History of Arabia

From Simple English Wikipedia, the free encyclopedia
Jump to navigation Jump to search

Arabia is home to the Arabs, who herded animals as nomads for thousands of years. In 610, Muhammad, an Arab from Mecca, claimed that God was speaking to him. The early Arabs worshipped many gods, but Muhammad said that there was only one God. Muhammad founded the religion of Islam, and his followers, called Muslims, conquered Arabia by war. After Muhammad died in 632, men called caliphs ruled the Muslims in empires called caliphates. These include the Rashidun, Umayyad, and Abbasid caliphates. Some parts of Arabia, including Oman, were not always part of the caliphates. Rulers from the 900s to the 1200s included the Fatimid Caliphate, Seljuk Empire, and Ayyubid dynasty. Islam was divided into two forms called Sunni and Shi'a, who fought wars against each other. Yemen and Oman were ruled by different people at times, including the Rasulid dynasty in Yemen.

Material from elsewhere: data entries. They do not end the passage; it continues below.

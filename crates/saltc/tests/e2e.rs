//! End-to-end driver scenarios (spec §6 CLI surface, §8 end-to-end
//! scenarios), grounded in the `assert`-on-`Command::new(env!
//! ("CARGO_BIN_EXE_..."))` pattern standard for cargo binary-integration
//! tests.

use std::fs;
use std::process::Command;

use tempfile::tempdir;

fn saltc() -> Command {
    Command::new(env!("CARGO_BIN_EXE_saltc"))
}

#[test]
fn no_input_files_is_a_user_error() {
    let output = saltc().output().expect("failed to run saltc");
    assert_eq!(output.status.code(), Some(1));
    assert!(String::from_utf8_lossy(&output.stderr).contains("no input files"));
}

#[test]
fn non_sl_extension_is_rejected() {
    let dir = tempdir().unwrap();
    let bad = dir.path().join("main.txt");
    fs::write(&bad, "fn main() -> int:\n\treturn 0\n").unwrap();

    let output = saltc().arg(&bad).output().expect("failed to run saltc");
    assert_eq!(output.status.code(), Some(1));
    assert!(String::from_utf8_lossy(&output.stderr).contains(".sl"));
}

#[test]
fn missing_file_is_a_user_error_not_a_crash() {
    let dir = tempdir().unwrap();
    let missing = dir.path().join("nope.sl");

    let output = saltc().arg(&missing).output().expect("failed to run saltc");
    assert_eq!(output.status.code(), Some(1));
    assert!(String::from_utf8_lossy(&output.stderr).contains("could not read"));
}

#[test]
fn no_main_function_is_a_user_error() {
    let dir = tempdir().unwrap();
    let file = dir.path().join("helper.sl");
    fs::write(&file, "fn helper(int x) -> int:\n\treturn x\n").unwrap();

    let output = saltc()
        .current_dir(dir.path())
        .arg("helper.sl")
        .arg("--nostd")
        .output()
        .expect("failed to run saltc");
    assert_eq!(output.status.code(), Some(1));
    assert!(String::from_utf8_lossy(&output.stderr).contains("no main function"));
}

#[test]
fn compile_error_in_one_file_does_not_block_a_clean_second_file() {
    // spec §7: "compilation of this file continues and produces no object
    // file; compilation of other files proceeds."
    let dir = tempdir().unwrap();
    let bad = dir.path().join("bad.sl");
    let good = dir.path().join("good.sl");
    fs::write(&bad, "fn bad() -> int:\n\treturn g(1)\n").unwrap();
    fs::write(&good, "fn main() -> int:\n\treturn 0\n").unwrap();

    let output = saltc()
        .current_dir(dir.path())
        .args(["bad.sl", "good.sl", "--nostd"])
        .output()
        .expect("failed to run saltc");
    // The overall run still fails (one file had an error), but the
    // stderr summary must mention the failure count, not a panic.
    assert_eq!(output.status.code(), Some(1));
    let stderr = String::from_utf8_lossy(&output.stderr);
    assert!(stderr.contains("compilation failed"));
}

#[test]
fn a_minimal_program_compiles_links_and_runs() {
    let dir = tempdir().unwrap();
    let file = dir.path().join("main.sl");
    fs::write(&file, "fn main() -> int:\n\treturn 0\n").unwrap();

    let output = saltc()
        .current_dir(dir.path())
        .args(["main.sl", "-o", "prog"])
        .output()
        .expect("failed to run saltc");
    assert!(
        output.status.success(),
        "saltc failed: {}",
        String::from_utf8_lossy(&output.stderr)
    );

    let binary = dir.path().join("prog");
    assert!(binary.exists(), "expected linked binary at {}", binary.display());

    let run = Command::new(&binary).status().expect("failed to run the compiled program");
    assert_eq!(run.code(), Some(0));
}
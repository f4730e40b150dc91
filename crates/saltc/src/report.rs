//! Diagnostic reporting: the mandatory plain `file:line:col: level:
//! message` line (spec §7), plus an additive `ariadne` source-highlighted
//! snippet (SPEC_FULL §10), grounded in `snowc/src/main.rs::report_diagnostics`.

use ariadne::{Label, Report, ReportKind};
use salt_common::{Diagnostic, DiagnosticLevel};

/// Byte offset of a 1-based (line, column) position within `source`.
/// `LineIndex` only goes offset -> (line, col); diagnostics carry the
/// reverse, so walk lines directly (sources here are small single files).
fn offset_of(source: &str, line: u32, column: u32) -> usize {
    let mut offset = 0usize;
    for (i, text_line) in source.split('\n').enumerate() {
        if (i as u32) + 1 == line {
            return offset + (column.saturating_sub(1) as usize).min(text_line.len());
        }
        offset += text_line.len() + 1;
    }
    source.len()
}

/// Print one diagnostic: the required plain line always goes to stderr,
/// regardless of whether a terminal is attached, then an `ariadne` snippet
/// is printed additively (spec §7, SPEC_FULL §10).
pub fn report(file: &str, source: &str, diagnostic: &Diagnostic) {
    eprintln!("{}", diagnostic.render_plain(file));

    let kind = match diagnostic.level {
        DiagnosticLevel::Warning => ReportKind::Warning,
        DiagnosticLevel::Error | DiagnosticLevel::Fatal => ReportKind::Error,
    };

    let start = offset_of(source, diagnostic.position.line, diagnostic.position.column).min(source.len());
    let end = (start + 1).min(source.len()).max(start);
    let _ = Report::<std::ops::Range<usize>>::build(kind, start..end)
        .with_message(diagnostic.message.clone())
        .with_label(Label::new(start..end).with_message(&diagnostic.message))
        .finish()
        .eprint(ariadne::Source::from(source));
}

Sharifs ruled the Hejaz (Western Arabia) region starting in the 900s. The Mamluk Empire from Egypt had control over the Sharifs in the 1300s. In 1517, the Ottoman Empire from Turkey conquered the Mamluks. The Ottomans took control in the Hejaz, Yemen, and other parts of Arabia. However, European countries wanted to control more of Arabia, so they fought wars against the Ottomans. Europeans, mainly the Portuguese, won some cities on the coast in the 1500s and 1600s. Persia won control in Oman, but Oman also built its own empire. In the 1700s, a new form of Islam called Wahhabism spread to nomads in central Arabia. In the 1800s Wahhabis led by the House of al-Saud went to war against the Ottoman Empire. Britain helped the Wahhabis and gave them countries along the Persian Gulf. Britain also took part of Yemen into the British Empire. In World War I, the Allied Powers fought against the Ottomans. The Ottomans lost the war, so the Allied Powers broke up their empire into smaller countries. In 1932 Ibn Saud, from the House of al-Saud, founded the Kingdom of Saudi Arabia.[1]